## PROBLEM STATEMENT
Each line of the entries, from the first to the line containing "pub struct WalletManager", is to be transcribed exactly as it stands; include no other lines.

Dataset entries:
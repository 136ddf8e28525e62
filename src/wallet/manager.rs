use std::str::FromStr;
use std::sync::Arc;
use std::time::Duration;
use tokio::sync::Mutex;
use zeroize::Zeroizing;

/// Wallet Manager - Orchestration Layer
///
/// The single wallet session for a running app instance. Explicitly
/// constructed and torn down; all UI-facing operations go through here,
/// delegating to the specialized operation modules.
use crate::chain::{ChainClient, GridClient};
use crate::config::WalletConfig;
use crate::error::WalletError;
use crate::keys::TronAddress;
use crate::storage::models::{TrackedToken, WalletState};
use crate::storage::vault::{CredentialStore, DeviceKeyring};
use crate::storage::Storage;
use crate::tron::{
    build_transfer, sign_transfer, submit_transfer, wait_for_confirmation, PendingTransaction,
    TransferStatus,
};
use crate::wallet::auth::{AuthProof, AuthVerifier};
use crate::wallet::types::{WalletInfo, WalletSummary};
use crate::wallet::{balance_ops, wallet_ops};

pub struct WalletManager {
    pub config: WalletConfig,
    storage: Storage,
    vault: CredentialStore,
    chain: Arc<dyn ChainClient>,
    verifier: Arc<dyn AuthVerifier>,
    /// Serializes every read-modify-write of `state.json` (refreshes and
    /// token list edits). A token added while a refresh is in flight must
    /// queue behind it, or the refresh's snapshot would overwrite it.
    state_lock: Mutex<()>,
    /// Single-writer guard for vault save/delete.
    store_lock: Mutex<()>,
}

impl WalletManager {
    /// Production constructor: TronGrid-style chain client from config.
    pub fn new(
        config: WalletConfig,
        keyring: Arc<dyn DeviceKeyring>,
        verifier: Arc<dyn AuthVerifier>,
    ) -> Self {
        let chain = Arc::new(GridClient::new(config.node_url.clone()));
        let storage = Storage::new(config.wallet_dir.clone());
        Self::new_with_chain(config, storage, chain, keyring, verifier)
    }

    /// Constructor with injected storage and chain client (for testing).
    pub fn new_with_chain(
        config: WalletConfig,
        storage: Storage,
        chain: Arc<dyn ChainClient>,
        keyring: Arc<dyn DeviceKeyring>,
        verifier: Arc<dyn AuthVerifier>,
    ) -> Self {
        let vault = CredentialStore::new(storage.clone(), keyring);
        Self {
            config,
            storage,
            vault,
            chain,
            verifier,
            state_lock: Mutex::new(()),
            store_lock: Mutex::new(()),
        }
    }

    // ============================================================================
    // Wallet lifecycle (delegates to wallet_ops)
    // ============================================================================

    pub async fn create_wallet(&self, name: &str) -> Result<WalletInfo, WalletError> {
        let _guard = self.store_lock.lock().await;
        wallet_ops::create_wallet(&self.storage, &self.vault, &self.config, name)
    }

    pub async fn import_wallet(&self, name: &str, phrase: &str) -> Result<WalletInfo, WalletError> {
        let _guard = self.store_lock.lock().await;
        wallet_ops::import_wallet(&self.storage, &self.vault, &self.config, name, phrase)
    }

    pub fn list_wallets(&self) -> Result<Vec<WalletSummary>, WalletError> {
        wallet_ops::list_wallets(&self.storage)
    }

    /// Cached state for UI hydration; never touches the vault.
    pub fn wallet_view(&self, name: &str) -> Result<WalletState, WalletError> {
        if !self.storage.wallet_exists(name) {
            return Err(WalletError::WalletNotFound(name.to_string()));
        }
        Ok(self.storage.load_state(name)?)
    }

    pub async fn delete_wallet(&self, name: &str) -> Result<(), WalletError> {
        let _guard = self.store_lock.lock().await;
        wallet_ops::delete_wallet(&self.storage, &self.vault, name)
    }

    pub fn reveal_mnemonic(
        &self,
        name: &str,
        proof: &AuthProof,
    ) -> Result<Zeroizing<String>, WalletError> {
        wallet_ops::reveal_mnemonic(
            &self.storage,
            &self.vault,
            self.verifier.as_ref(),
            self.config.auth_window,
            name,
            proof,
        )
    }

    // ============================================================================
    // Balances & tokens (delegates to balance_ops)
    // ============================================================================

    pub async fn refresh_balances(&self, name: &str) -> Result<WalletState, WalletError> {
        let _guard = self.state_lock.lock().await;
        balance_ops::refresh_balances(&self.storage, self.chain.as_ref(), name).await
    }

    pub async fn add_token(&self, name: &str, contract: &str) -> Result<TrackedToken, WalletError> {
        let _guard = self.state_lock.lock().await;
        balance_ops::add_token(&self.storage, self.chain.as_ref(), name, contract).await
    }

    pub async fn remove_token(&self, name: &str, contract: &str) -> Result<(), WalletError> {
        let _guard = self.state_lock.lock().await;
        balance_ops::remove_token(&self.storage, name, contract)
    }

    // ============================================================================
    // Transfers
    // ============================================================================

    /// Validate and build a transfer against the cached wallet state.
    pub fn build_transfer(
        &self,
        name: &str,
        recipient: &str,
        amount: &str,
        token: Option<&str>,
    ) -> Result<PendingTransaction, WalletError> {
        let state = self.wallet_view(name)?;
        build_transfer(&state, recipient, amount, token)
    }

    /// Sign and broadcast a built transfer.
    ///
    /// On success the transfer is `Submitted` with its txid set. A node
    /// rejection is terminal; if retries exhaust without the outcome
    /// being verifiable the transfer stays signed and the status is
    /// reported unknown.
    pub async fn send_transfer(
        &self,
        name: &str,
        pending: &mut PendingTransaction,
    ) -> Result<String, WalletError> {
        let state = self.wallet_view(name)?;
        let owner = TronAddress::from_str(&state.address)
            .map_err(|e| WalletError::Internal(format!("stored address: {}", e)))?;

        let signed = sign_transfer(pending, &owner, &self.vault, name)?;
        submit_transfer(self.chain.as_ref(), pending, &signed).await
    }

    /// Wait for a submitted transfer to confirm, up to the configured
    /// timeout. On timeout the status is reported unknown, never failed.
    pub async fn wait_for_confirmation(
        &self,
        pending: &mut PendingTransaction,
    ) -> Result<TransferStatus, WalletError> {
        wait_for_confirmation(self.chain.as_ref(), pending, self.config.confirm_timeout).await
    }
}
/// Wallet configuration from environment variables
///
/// Controls the TRON network, the full-node REST endpoint, and the local
/// storage directory. Defaults to mainnet against the public TronGrid
/// gateway.
use std::env;
use std::path::PathBuf;
use std::time::Duration;

/// Base-unit precision of the native coin (1 TRX = 1_000_000 sun).
pub const TRX_DECIMALS: u8 = 6;

#[derive(Clone, Copy, Debug, PartialEq, Eq)]
pub enum TronNetwork {
    Mainnet,
    Shasta,
    Nile,
}

impl TronNetwork {
    pub fn as_str(&self) -> &'static str {
        match self {
            TronNetwork::Mainnet => "mainnet",
            TronNetwork::Shasta => "shasta",
            TronNetwork::Nile => "nile",
        }
    }

    fn default_node_url(&self) -> &'static str {
        match self {
            TronNetwork::Mainnet => "https://api.trongrid.io",
            TronNetwork::Shasta => "https://api.shasta.trongrid.io",
            TronNetwork::Nile => "https://nile.trongrid.io",
        }
    }
}

#[derive(Clone, Debug)]
pub struct WalletConfig {
    /// TRON network the wallet operates on
    pub network: TronNetwork,
    /// Full-node REST endpoint (TronGrid-compatible)
    pub node_url: String,
    /// Base directory for local wallet records
    pub wallet_dir: PathBuf,
    /// Validity window for authentication proofs (mnemonic reveal)
    pub auth_window: Duration,
    /// How long to wait for a confirmation before reporting status unknown
    pub confirm_timeout: Duration,
}

impl WalletConfig {
    /// Load configuration from environment variables
    ///
    /// Environment variables:
    /// - `TRON_NETWORK`: "mainnet" (default), "shasta", or "nile"
    /// - `TRON_NODE_URL`: full-node REST endpoint (optional, per-network default)
    /// - `WALLET_DIR`: local storage directory (default "./wallets")
    pub fn from_env() -> Self {
        let network_str = env::var("TRON_NETWORK")
            .unwrap_or_else(|_| "mainnet".to_string())
            .to_lowercase();

        let network = match network_str.as_str() {
            "shasta" => TronNetwork::Shasta,
            "nile" => TronNetwork::Nile,
            "mainnet" | "" => TronNetwork::Mainnet,
            other => {
                log::warn!("Unknown network '{}', defaulting to mainnet", other);
                TronNetwork::Mainnet
            }
        };

        let node_url = env::var("TRON_NODE_URL")
            .unwrap_or_else(|_| network.default_node_url().to_string());
        log::info!("TRON node: {} ({})", node_url, network.as_str());

        let wallet_dir = env::var("WALLET_DIR")
            .map(PathBuf::from)
            .unwrap_or_else(|_| PathBuf::from("./wallets"));

        Self {
            network,
            node_url,
            wallet_dir,
            auth_window: Duration::from_secs(60),
            confirm_timeout: Duration::from_secs(90),
        }
    }

    /// BIP44 derivation path for the wallet's single account.
    ///
    /// SLIP-44 coin type 195 is TRON. The same path is used on test
    /// networks so a phrase restores to the same address everywhere.
    pub fn derivation_path(&self) -> &'static str {
        "m/44'/195'/0'/0/0"
    }
}

impl Default for WalletConfig {
    fn default() -> Self {
        Self {
            network: TronNetwork::Mainnet,
            node_url: "https://api.trongrid.io".to_string(),
            wallet_dir: PathBuf::from("./wallets"),
            auth_window: Duration::from_secs(60),
            confirm_timeout: Duration::from_secs(90),
        }
    }
}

## THE COMPLETED TASK
repository 136ddf8e28525e62
filename src/wallet/manager.rs
use std::str::FromStr;
use std::sync::Arc;
use std::time::Duration;
use tokio::sync::Mutex;
use zeroize::Zeroizing;

/// Wallet Manager - Orchestration Layer
///
/// The single wallet session for a running app instance. Explicitly
/// constructed and torn down; all UI-facing operations go through here,
/// delegating to the specialized operation modules.
use crate::chain::{ChainClient, GridClient};
use crate::config::WalletConfig;
use crate::error::WalletError;
use crate::keys::TronAddress;
use crate::storage::models::{TrackedToken, WalletState};
use crate::storage::vault::{CredentialStore, DeviceKeyring};
use crate::storage::Storage;
use crate::tron::{
    build_transfer, sign_transfer, submit_transfer, wait_for_confirmation, PendingTransaction,
    TransferStatus,
};
use crate::wallet::auth::{AuthProof, AuthVerifier};
use crate::wallet::types::{WalletInfo, WalletSummary};
use crate::wallet::{balance_ops, wallet_ops};

pub struct WalletManager {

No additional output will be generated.